> _WHAT IS REQUIRED_: In the listing below, tally each line that contains "ControlOption". Reply with the total only.

+===+

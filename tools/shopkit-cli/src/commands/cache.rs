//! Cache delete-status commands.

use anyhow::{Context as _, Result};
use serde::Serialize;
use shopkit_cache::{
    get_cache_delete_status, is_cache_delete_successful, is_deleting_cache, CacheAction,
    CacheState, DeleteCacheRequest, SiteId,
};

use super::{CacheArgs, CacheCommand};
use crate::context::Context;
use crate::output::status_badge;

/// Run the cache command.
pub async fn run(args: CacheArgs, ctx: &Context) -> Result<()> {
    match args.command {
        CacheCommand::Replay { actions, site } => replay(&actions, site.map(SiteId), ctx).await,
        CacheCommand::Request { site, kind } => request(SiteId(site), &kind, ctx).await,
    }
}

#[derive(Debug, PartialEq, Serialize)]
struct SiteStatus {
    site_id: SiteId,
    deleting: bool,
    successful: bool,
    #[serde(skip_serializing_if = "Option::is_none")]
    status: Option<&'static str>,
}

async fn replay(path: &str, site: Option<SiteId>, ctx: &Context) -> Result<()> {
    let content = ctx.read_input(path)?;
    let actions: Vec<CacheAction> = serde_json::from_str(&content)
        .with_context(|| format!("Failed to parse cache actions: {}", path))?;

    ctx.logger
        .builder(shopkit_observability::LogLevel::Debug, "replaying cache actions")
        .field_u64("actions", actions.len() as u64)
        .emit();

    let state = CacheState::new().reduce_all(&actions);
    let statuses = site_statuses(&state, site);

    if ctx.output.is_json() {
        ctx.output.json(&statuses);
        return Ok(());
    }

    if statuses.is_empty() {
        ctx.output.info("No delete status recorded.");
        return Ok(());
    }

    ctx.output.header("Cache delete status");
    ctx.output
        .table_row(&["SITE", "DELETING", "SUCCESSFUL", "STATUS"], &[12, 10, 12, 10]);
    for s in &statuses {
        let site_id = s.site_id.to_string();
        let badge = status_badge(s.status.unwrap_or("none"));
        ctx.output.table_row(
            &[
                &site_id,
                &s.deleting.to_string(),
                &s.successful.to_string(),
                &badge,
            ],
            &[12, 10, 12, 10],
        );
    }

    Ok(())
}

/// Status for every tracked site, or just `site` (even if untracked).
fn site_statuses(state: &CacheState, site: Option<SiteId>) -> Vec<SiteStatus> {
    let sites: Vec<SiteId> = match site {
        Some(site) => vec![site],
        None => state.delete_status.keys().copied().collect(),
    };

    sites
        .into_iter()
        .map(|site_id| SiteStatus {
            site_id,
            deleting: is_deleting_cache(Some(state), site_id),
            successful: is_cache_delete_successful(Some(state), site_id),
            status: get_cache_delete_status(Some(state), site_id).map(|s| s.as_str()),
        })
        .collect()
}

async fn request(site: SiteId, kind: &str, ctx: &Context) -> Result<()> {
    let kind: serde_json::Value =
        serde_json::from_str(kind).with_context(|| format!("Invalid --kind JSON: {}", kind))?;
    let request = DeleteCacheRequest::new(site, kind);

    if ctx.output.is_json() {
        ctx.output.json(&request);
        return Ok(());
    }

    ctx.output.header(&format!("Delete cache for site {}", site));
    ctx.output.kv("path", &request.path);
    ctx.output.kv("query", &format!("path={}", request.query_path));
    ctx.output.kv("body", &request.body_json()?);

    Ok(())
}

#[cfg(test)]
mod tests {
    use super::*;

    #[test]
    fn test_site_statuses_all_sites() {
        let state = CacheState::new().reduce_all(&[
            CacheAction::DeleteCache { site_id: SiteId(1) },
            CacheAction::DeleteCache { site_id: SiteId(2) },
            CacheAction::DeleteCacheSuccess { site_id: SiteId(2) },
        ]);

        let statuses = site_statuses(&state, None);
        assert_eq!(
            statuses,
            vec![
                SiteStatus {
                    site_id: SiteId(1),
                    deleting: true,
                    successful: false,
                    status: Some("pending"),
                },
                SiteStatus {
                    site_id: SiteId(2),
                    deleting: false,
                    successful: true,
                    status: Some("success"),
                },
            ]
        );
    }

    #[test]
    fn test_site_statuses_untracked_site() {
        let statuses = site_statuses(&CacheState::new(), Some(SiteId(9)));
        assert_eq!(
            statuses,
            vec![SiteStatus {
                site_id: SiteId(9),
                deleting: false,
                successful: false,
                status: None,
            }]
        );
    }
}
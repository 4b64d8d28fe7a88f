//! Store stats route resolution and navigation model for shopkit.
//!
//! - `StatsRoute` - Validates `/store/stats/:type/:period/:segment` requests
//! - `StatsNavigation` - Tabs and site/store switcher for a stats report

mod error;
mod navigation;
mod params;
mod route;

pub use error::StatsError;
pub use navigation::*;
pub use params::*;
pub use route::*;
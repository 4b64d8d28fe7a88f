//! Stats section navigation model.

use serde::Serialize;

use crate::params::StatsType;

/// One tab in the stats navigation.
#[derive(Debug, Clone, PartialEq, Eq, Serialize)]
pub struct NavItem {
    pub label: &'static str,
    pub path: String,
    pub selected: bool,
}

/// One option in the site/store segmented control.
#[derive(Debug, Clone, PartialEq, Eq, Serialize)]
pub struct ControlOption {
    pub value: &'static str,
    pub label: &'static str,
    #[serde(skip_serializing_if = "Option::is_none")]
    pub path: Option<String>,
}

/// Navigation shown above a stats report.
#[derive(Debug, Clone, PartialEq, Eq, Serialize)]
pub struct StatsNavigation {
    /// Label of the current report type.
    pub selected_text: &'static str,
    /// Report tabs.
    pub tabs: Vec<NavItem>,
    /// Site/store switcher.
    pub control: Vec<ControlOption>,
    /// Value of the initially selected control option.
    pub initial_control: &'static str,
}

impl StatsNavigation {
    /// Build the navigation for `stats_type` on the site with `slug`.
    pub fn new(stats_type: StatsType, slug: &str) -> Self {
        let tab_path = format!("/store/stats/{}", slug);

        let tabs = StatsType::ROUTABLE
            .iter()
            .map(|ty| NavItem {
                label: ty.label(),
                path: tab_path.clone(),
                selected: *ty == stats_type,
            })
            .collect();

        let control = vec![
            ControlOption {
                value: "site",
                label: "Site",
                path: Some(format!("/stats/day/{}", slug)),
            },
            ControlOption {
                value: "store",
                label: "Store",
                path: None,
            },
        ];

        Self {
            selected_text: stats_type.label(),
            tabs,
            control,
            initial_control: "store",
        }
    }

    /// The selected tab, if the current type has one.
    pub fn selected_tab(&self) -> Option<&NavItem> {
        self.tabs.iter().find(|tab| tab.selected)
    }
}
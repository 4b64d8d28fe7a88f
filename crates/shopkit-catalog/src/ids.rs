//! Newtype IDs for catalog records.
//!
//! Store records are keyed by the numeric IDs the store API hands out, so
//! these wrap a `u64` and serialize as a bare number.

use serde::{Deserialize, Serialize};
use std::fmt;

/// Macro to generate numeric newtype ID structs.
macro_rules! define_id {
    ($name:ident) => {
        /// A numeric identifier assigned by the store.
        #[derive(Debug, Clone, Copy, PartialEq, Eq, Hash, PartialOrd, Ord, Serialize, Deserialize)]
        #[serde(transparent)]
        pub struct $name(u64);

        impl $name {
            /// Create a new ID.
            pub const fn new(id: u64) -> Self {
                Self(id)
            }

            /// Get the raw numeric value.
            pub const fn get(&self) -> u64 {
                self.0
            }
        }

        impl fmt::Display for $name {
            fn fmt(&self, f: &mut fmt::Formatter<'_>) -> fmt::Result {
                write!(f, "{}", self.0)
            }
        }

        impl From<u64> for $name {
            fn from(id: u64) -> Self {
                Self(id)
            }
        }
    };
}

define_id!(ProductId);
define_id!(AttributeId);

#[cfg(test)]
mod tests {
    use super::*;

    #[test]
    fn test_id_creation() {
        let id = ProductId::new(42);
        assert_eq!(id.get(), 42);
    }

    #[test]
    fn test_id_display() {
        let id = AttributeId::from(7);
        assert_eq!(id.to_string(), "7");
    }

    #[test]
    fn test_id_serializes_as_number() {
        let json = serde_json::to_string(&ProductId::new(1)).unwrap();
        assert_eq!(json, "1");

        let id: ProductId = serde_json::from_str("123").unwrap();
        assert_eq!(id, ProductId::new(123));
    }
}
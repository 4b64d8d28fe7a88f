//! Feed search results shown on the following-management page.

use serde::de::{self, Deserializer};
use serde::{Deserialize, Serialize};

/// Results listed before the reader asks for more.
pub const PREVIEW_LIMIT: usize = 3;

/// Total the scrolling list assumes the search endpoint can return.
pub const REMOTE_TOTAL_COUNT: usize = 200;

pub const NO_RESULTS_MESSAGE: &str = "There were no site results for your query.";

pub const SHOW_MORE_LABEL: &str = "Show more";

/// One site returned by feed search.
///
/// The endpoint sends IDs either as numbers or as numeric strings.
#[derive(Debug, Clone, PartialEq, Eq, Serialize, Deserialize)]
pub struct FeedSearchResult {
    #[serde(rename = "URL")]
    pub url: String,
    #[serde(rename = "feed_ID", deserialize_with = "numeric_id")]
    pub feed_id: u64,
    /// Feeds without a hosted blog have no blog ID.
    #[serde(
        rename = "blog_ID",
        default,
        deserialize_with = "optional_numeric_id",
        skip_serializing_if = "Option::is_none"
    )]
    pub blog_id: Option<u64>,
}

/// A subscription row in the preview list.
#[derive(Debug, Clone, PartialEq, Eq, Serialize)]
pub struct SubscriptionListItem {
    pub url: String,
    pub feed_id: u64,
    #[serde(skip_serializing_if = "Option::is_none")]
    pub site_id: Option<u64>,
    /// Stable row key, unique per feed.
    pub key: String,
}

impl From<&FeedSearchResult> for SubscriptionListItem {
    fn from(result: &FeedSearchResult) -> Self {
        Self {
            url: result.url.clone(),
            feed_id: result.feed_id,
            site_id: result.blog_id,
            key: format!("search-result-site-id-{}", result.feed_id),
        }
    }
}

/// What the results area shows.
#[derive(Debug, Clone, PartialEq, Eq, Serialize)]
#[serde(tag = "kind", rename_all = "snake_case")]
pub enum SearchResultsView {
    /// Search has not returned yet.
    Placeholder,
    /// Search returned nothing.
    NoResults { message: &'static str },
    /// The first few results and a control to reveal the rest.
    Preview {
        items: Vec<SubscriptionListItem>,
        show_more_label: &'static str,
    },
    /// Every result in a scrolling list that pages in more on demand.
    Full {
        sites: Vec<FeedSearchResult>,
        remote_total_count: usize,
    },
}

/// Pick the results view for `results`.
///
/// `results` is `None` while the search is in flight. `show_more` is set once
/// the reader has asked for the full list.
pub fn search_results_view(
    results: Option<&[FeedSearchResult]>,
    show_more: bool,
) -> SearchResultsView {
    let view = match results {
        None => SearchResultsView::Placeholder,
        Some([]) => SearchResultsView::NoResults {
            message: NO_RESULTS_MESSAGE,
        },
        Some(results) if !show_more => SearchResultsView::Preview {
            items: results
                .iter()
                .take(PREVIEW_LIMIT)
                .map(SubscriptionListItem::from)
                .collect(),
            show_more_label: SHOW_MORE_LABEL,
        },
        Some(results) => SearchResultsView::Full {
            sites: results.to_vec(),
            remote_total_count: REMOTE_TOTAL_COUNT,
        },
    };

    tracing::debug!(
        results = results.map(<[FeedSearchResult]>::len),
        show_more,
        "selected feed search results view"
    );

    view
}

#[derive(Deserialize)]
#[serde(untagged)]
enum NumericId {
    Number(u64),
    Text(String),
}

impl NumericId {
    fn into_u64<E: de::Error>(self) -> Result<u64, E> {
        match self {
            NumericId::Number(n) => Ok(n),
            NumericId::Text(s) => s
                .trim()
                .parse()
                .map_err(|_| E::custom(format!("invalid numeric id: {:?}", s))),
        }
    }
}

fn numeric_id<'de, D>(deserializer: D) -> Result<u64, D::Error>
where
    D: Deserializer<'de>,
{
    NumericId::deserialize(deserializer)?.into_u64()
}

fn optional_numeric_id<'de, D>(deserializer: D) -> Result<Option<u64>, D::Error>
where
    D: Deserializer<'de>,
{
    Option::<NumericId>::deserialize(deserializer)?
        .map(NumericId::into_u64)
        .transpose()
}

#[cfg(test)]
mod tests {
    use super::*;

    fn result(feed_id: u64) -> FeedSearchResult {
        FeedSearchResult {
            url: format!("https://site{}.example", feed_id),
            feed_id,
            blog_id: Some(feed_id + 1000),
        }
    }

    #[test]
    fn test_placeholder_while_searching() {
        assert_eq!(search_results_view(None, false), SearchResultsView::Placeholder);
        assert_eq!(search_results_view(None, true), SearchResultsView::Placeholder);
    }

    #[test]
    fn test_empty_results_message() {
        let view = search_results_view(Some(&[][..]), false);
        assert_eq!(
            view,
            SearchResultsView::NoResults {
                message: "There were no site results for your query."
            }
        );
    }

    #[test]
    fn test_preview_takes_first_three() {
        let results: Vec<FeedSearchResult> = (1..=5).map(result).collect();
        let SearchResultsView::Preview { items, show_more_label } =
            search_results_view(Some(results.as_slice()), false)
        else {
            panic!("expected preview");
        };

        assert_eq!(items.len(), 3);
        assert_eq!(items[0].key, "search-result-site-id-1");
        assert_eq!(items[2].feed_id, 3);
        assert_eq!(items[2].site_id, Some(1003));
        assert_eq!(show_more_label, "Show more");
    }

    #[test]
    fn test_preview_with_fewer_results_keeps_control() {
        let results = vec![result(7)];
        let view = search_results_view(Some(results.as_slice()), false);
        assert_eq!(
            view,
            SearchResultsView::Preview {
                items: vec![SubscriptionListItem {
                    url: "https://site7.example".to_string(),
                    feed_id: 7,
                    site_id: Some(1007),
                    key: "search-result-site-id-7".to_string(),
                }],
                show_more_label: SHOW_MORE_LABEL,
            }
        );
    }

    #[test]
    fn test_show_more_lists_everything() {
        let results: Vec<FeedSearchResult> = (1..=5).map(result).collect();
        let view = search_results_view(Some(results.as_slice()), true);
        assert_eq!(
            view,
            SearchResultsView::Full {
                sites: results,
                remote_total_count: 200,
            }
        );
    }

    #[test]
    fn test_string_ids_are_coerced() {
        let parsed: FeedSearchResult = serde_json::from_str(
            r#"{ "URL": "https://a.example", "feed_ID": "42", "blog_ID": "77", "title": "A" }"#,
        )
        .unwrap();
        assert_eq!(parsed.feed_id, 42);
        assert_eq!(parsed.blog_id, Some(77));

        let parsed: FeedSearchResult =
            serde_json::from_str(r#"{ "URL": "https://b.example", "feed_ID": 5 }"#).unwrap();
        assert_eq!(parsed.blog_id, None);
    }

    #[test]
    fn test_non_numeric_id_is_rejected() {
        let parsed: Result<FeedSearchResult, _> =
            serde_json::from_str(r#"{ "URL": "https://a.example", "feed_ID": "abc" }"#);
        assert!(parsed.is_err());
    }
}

+===+

> _RESPONSE TO THE TASK_: 4